═══ Records shown
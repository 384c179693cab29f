//! # jobvisor
//!
//! **Jobvisor** is a lightweight job-scheduling core for Rust.
//!
//! It provides primitives to define, register, and defer named units of work
//! with configurable retry and backoff policies, over any queue or executor
//! that implements the [`Backend`] contract. The crate is designed as a
//! building block: queue drivers and host frameworks plug in at the edges.
//!
//! ## Architecture
//! ### Overview
//! ```text
//!     ┌──────────────┐   ┌──────────────┐   ┌──────────────┐
//!     │   JobSpec    │   │   JobSpec    │   │   JobSpec    │
//!     │ (user job 1) │   │ (user job 2) │   │ (user job 3) │
//!     └──────┬───────┘   └──────┬───────┘   └──────┬───────┘
//!            ▼                  ▼                  ▼
//! ┌───────────────────────────────────────────────────────────────────┐
//! │  Registry (populated once at bootstrap, insertion-ordered)        │
//! └───────────────────────────────┬───────────────────────────────────┘
//!                                 ▼
//! ┌───────────────────────────────────────────────────────────────────┐
//! │  Scheduler                                                        │
//! │  - perform_later / perform_at / perform_in / perform_now          │
//! │  - Bus (broadcast events)                                         │
//! │  - MiddlewareChain (exposed for host trigger points)              │
//! └──────┬────────────────────────────────────────────────────────────┘
//!        ▼
//! ┌──────────────┐     dispatch      ┌──────────────────────────────┐
//! │   Backend    │ ────────────────► │  Coordinator (retry engine)  │
//! │ (queue/exec) │ ◄──────────────── │  consults RetryPolicy        │
//! └──────────────┘    enqueue_at     └──────────────┬───────────────┘
//!                    (next attempt)                 │ publishes
//!                                                   ▼
//! ┌───────────────────────────────────────────────────────────────────┐
//! │              Bus (broadcast) ──► listener ──► SubscriberSet       │
//! └───────────────────────────────────────────────────────────────────┘
//! ```
//!
//! ### Lifecycle
//! ```text
//! JobSpec ──► Scheduler::perform_later ──► Backend queue ──► Coordinator::dispatch
//!
//! dispatch (one attempt per call):
//!   ├─► publish AttemptStarted{ job, attempt }
//!   ├─► perform(args)
//!   │     ├─ Ok  ──► publish JobSucceeded ──► done
//!   │     └─ Err ──► publish AttemptFailed
//!   │           ├─ retryable && attempt < max_attempts:
//!   │           │     ├─► delay = policy.delay_for(attempt + 1)
//!   │           │     ├─► publish RetryScheduled{ delay, attempt + 1 }
//!   │           │     └─► Backend::enqueue_at(now + delay)
//!   │           └─ otherwise ──► publish JobFailed{ attempts, last error }
//!   └─► exit; the requeued attempt arrives like any other execution
//!
//! perform_now runs the same machine inline, sleeping the computed delays
//! and suspending the caller until the terminal outcome.
//! ```
//!
//! ## Features
//! | Area           | Description                                              | Key types / traits                  |
//! |----------------|----------------------------------------------------------|-------------------------------------|
//! | **Jobs**       | Define jobs as trait impls or closures.                  | [`Job`], [`JobFn`], [`JobSpec`]     |
//! | **Policies**   | Configure retry budgets and backoff curves.              | [`RetryPolicy`], [`Backoff`]        |
//! | **Registry**   | Explicit process-wide job collection.                    | [`Registry`]                        |
//! | **Scheduling** | Enqueue now, at a time, after a delay, or run inline.    | [`Scheduler`], [`Backend`]          |
//! | **Middleware** | Interceptors around host trigger points.                 | [`Middleware`], [`MiddlewareChain`] |
//! | **Events**     | Observe every attempt and terminal outcome.              | [`Event`], [`Bus`], [`Subscribe`]   |
//! | **Errors**     | Typed errors for scheduling and execution.               | [`ScheduleError`], [`JobError`]     |
//!
//! ## Optional features
//! - `logging`: exports a simple built-in [`LogWriter`] subscriber backed by
//!   `tracing`.
//!
//! ## Example
//! ```rust
//! use std::sync::Arc;
//! use std::time::Duration;
//! use jobvisor::{
//!     Backoff, Config, JobArgs, JobError, JobFn, JobSpec, Registry, RetryPolicy, Scheduler,
//! };
//!
//! #[tokio::main(flavor = "current_thread")]
//! async fn main() -> Result<(), Box<dyn std::error::Error>> {
//!     // Bootstrap: register every job once, explicitly.
//!     let registry = Arc::new(Registry::new());
//!     let report = JobSpec::new(JobFn::arc("daily-report", |args: JobArgs| async move {
//!         let day: String = args.arg(0)?;
//!         // build the report for `day`...
//!         # let _ = day;
//!         Ok::<_, JobError>(())
//!     }))
//!     .with_retry(RetryPolicy::new(
//!         3,
//!         Backoff::exponential_capped(Duration::from_millis(10), Duration::from_millis(80)),
//!     ));
//!     registry.register(report.clone())?;
//!
//!     // Bind to a backend (defaults to the in-process worker).
//!     let scheduler = Scheduler::builder(Config::default())
//!         .with_registry(registry)
//!         .build()
//!         .await;
//!
//!     // Inline execution: suspends through retries.
//!     let args = JobArgs::new(vec![serde_json::json!("2024-06-01")]);
//!     scheduler.perform_now(&report, args).await?;
//!     Ok(())
//! }
//! ```

mod backends;
mod config;
mod core;
mod error;
mod events;
mod jobs;
mod middleware;
mod policies;
mod subscribers;

// ---- Public re-exports ----

pub use backends::LocalBackend;
pub use config::Config;
pub use core::{
    Backend, Coordinator, DispatchOutcome, ExecState, Execution, Scheduler, SchedulerBuilder,
};
pub use error::{JobError, ScheduleError};
pub use events::{Bus, Event, EventKind};
pub use jobs::{Job, JobArgs, JobFn, JobRef, JobSpec, Registry};
pub use middleware::{Middleware, MiddlewareChain, Next, Passthrough, TriggerContext};
pub use policies::{Backoff, JitterPolicy, RetryPolicy};
pub use subscribers::{Subscribe, SubscriberSet};

// Optional: expose a simple built-in logging subscriber.
// Enable with: `--features logging`
#[cfg(feature = "logging")]
pub use subscribers::LogWriter;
══════
=== Directions for this task ===
Note each line of the entries that has "terminal" in it, and copy those lines.

=== Completed task ===
//! and suspending the caller until the terminal outcome.
//! | **Events**     | Observe every attempt and terminal outcome.              | [`Event`], [`Bus`], [`Subscribe`]   |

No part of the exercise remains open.